It’s bedtime and I am dreading it, but like everything in life I just have to deal with it and get it done. I didn’t always dread bedtime. My girl used to be the best sleeper. Every since Aurelia realized how easy it was to climb out of her crib and we decided to remove the railing and turn into a big girl bed, it’s not so easy.
I know, I know. It’s never easy. I know lots of you reading have newborns and multiple kids. Many of you are single moms, or may as well be. Many of you are just exhausted, emotionally done, anxious and depressed. Some of you fight to get up every morning because you want children so badly and you can’t have them. Some of you have gone through the unspeakable grief of losing a child. It’s easy to compare my situation and scold myself,
You shouldn’t feel this way. Count your blessings!
On the flip side, I know sometimes I just need to stop filling my head with other people’s magical motherhood moments on social media. It’s too easy to think that’s real life and internalize it and somehow think I come up short.
I rub my fingers through her 2-year-old cherub-like blonde curls and feel a surge of intense love.
I don’t always FEEL that way. Lately, I am just numb. I have this beautiful, intense and intelligent child coming more and more alive to the word around her every day, and most days I am just getting by. For that I also feel guilty and judge myself and the cycle continues.
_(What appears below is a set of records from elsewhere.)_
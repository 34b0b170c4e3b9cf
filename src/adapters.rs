//! Thin oracles over the cryptographic primitives this crate composes: a
//! Classic McEliece KEM, an authenticated secret-box, a memory-hard
//! password KDF, and a CSPRNG.
//!
//! Nothing in this module understands key files, envelopes, or frames —
//! that's [`crate::keys`], [`crate::envelope`] and [`crate::codec`]. This
//! module only binds named contracts to concrete crates, so swapping a
//! primitive later touches one file.

use classic_mceliece_rust::{
    decapsulate_boxed, encapsulate_boxed, keypair_boxed, Ciphertext as KemCiphertext,
    PublicKey as KemPublicKey, SecretKey as KemSecretKey, CRYPTO_BYTES, CRYPTO_CIPHERTEXTBYTES,
    CRYPTO_PUBLICKEYBYTES, CRYPTO_SECRETKEYBYTES,
};
use crypto_secretbox::aead::{Aead, KeyInit};
use crypto_secretbox::{Key as BoxKey, Nonce as BoxNonce, XSalsa20Poly1305};
use rand_core::{CryptoRng, RngCore};

use crate::error::{Error, Result};

/// Byte size of a Classic McEliece (mceliece460896f) public key.
pub const KEM_PUBLIC_KEY_BYTES: usize = CRYPTO_PUBLICKEYBYTES;
/// Byte size of a Classic McEliece private key.
pub const KEM_SECRET_KEY_BYTES: usize = CRYPTO_SECRETKEYBYTES;
/// Byte size of a KEM encapsulation (the wire ciphertext carrying the
/// session key).
pub const KEM_CIPHERTEXT_BYTES: usize = CRYPTO_CIPHERTEXTBYTES;
/// Byte size of the shared/session key the KEM produces. Fixed at 32 by
/// §3 regardless of the KEM variant in use.
pub const SESSION_KEY_BYTES: usize = CRYPTO_BYTES;
/// Byte size of a secret-box nonce.
pub const NONCE_BYTES: usize = 24;
/// Byte size of a secret-box authentication tag.
pub const MAC_BYTES: usize = 16;
/// Byte size of the password KDF salt.
pub const SALT_BYTES: usize = 16;

/// Generates a fresh KEM keypair using `rng`. `|pk|` and `|sk|` are fixed
/// by the build's Classic McEliece parameter set.
pub fn kem_keygen<R: RngCore + CryptoRng>(rng: &mut R) -> (Vec<u8>, Vec<u8>) {
    let (pk, sk) = keypair_boxed(rng);
    (pk.as_array().to_vec(), sk.as_array().to_vec())
}

/// Encapsulates a fresh session key under `pk` using `rng`. Fails if `pk`
/// is not the expected length for this build's KEM variant.
pub fn kem_encap<R: RngCore + CryptoRng>(
    pk_bytes: &[u8],
    rng: &mut R,
) -> Result<([u8; SESSION_KEY_BYTES], Vec<u8>)> {
    if pk_bytes.len() != KEM_PUBLIC_KEY_BYTES {
        return Err(Error::Deserialize);
    }
    let pk = KemPublicKey::from(pk_bytes);
    let (shared_secret, ct) = encapsulate_boxed(&pk, rng);

    let mut key = [0u8; SESSION_KEY_BYTES];
    key.copy_from_slice(shared_secret.as_array());
    Ok((key, ct.as_array().to_vec()))
}

/// Recovers the session key from an encapsulation `c` using `sk`.
/// Decapsulation failure is treated uniformly regardless of why the
/// ciphertext was rejected, per §4.1's constant-time requirement.
pub fn kem_decap(sk_bytes: &[u8], ct_bytes: &[u8]) -> Result<[u8; SESSION_KEY_BYTES]> {
    if sk_bytes.len() != KEM_SECRET_KEY_BYTES {
        return Err(Error::Deserialize);
    }
    if ct_bytes.len() != KEM_CIPHERTEXT_BYTES {
        return Err(Error::KemFailure);
    }
    let sk = KemSecretKey::from(sk_bytes);
    let ct = KemCiphertext::from(ct_bytes);
    let shared_secret = decapsulate_boxed(&ct, &sk);

    let mut key = [0u8; SESSION_KEY_BYTES];
    key.copy_from_slice(shared_secret.as_array());
    Ok(key)
}

/// Seals `plaintext` under `key`/`nonce`. `|ciphertext| = |plaintext| +
/// MAC_BYTES`. Infallible for correctly-sized keys and nonces, mirroring
/// the upstream `Cipher::seal` contract this module's split descends from.
pub fn secret_box_seal(key: &[u8; 32], nonce: &[u8; NONCE_BYTES], plaintext: &[u8]) -> Vec<u8> {
    let cipher = XSalsa20Poly1305::new(BoxKey::from_slice(key));
    cipher
        .encrypt(BoxNonce::from_slice(nonce), plaintext)
        .expect("secret box seal with fixed-size key/nonce cannot fail")
}

/// Opens `ciphertext` under `key`/`nonce`. Any authentication failure —
/// tampering, wrong key, wrong nonce — is reported as the single
/// [`Error::FrameAuthFailure`] variant.
pub fn secret_box_open(
    key: &[u8; 32],
    nonce: &[u8; NONCE_BYTES],
    ciphertext: &[u8],
) -> Result<Vec<u8>> {
    let cipher = XSalsa20Poly1305::new(BoxKey::from_slice(key));
    cipher
        .decrypt(BoxNonce::from_slice(nonce), ciphertext)
        .map_err(|_| Error::FrameAuthFailure)
}

/// Derives a 32-byte key from `password` and `salt` using a memory-hard
/// password hash (Argon2id, RFC 9106 defaults).
pub fn kdf(password: &[u8], salt: &[u8; SALT_BYTES]) -> Result<[u8; 32]> {
    use argon2::Argon2;

    let mut out = [0u8; 32];
    Argon2::default()
        .hash_password_into(password, salt, &mut out)
        .map_err(|e| Error::Kdf(e.to_string()))?;
    Ok(out)
}

/// Fills a fixed-size buffer with output from `rng`.
pub fn random_bytes<R: RngCore + CryptoRng, const N: usize>(rng: &mut R) -> [u8; N] {
    let mut buf = [0u8; N];
    rng.fill_bytes(&mut buf);
    buf
}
I want to have this magical feeling of being in love with my kid 24/7. Wouldn’t that be wonderful? To feel overwhelmed with joy and rapture constantly. Some days I feel like I don’t even deserve her and I take her for granted. Some days I am not even sure if I can handle another child even though I want one so badly. Most days I just feel inexperienced and unprepared.
“You’re a good mom,” a friend will tell me.
But it’s hard to accept it sometimes. It feels a little like being in junior high and a boy told me I am pretty for the first time. I am not sure I believe it, because I don’t believe in myself enough.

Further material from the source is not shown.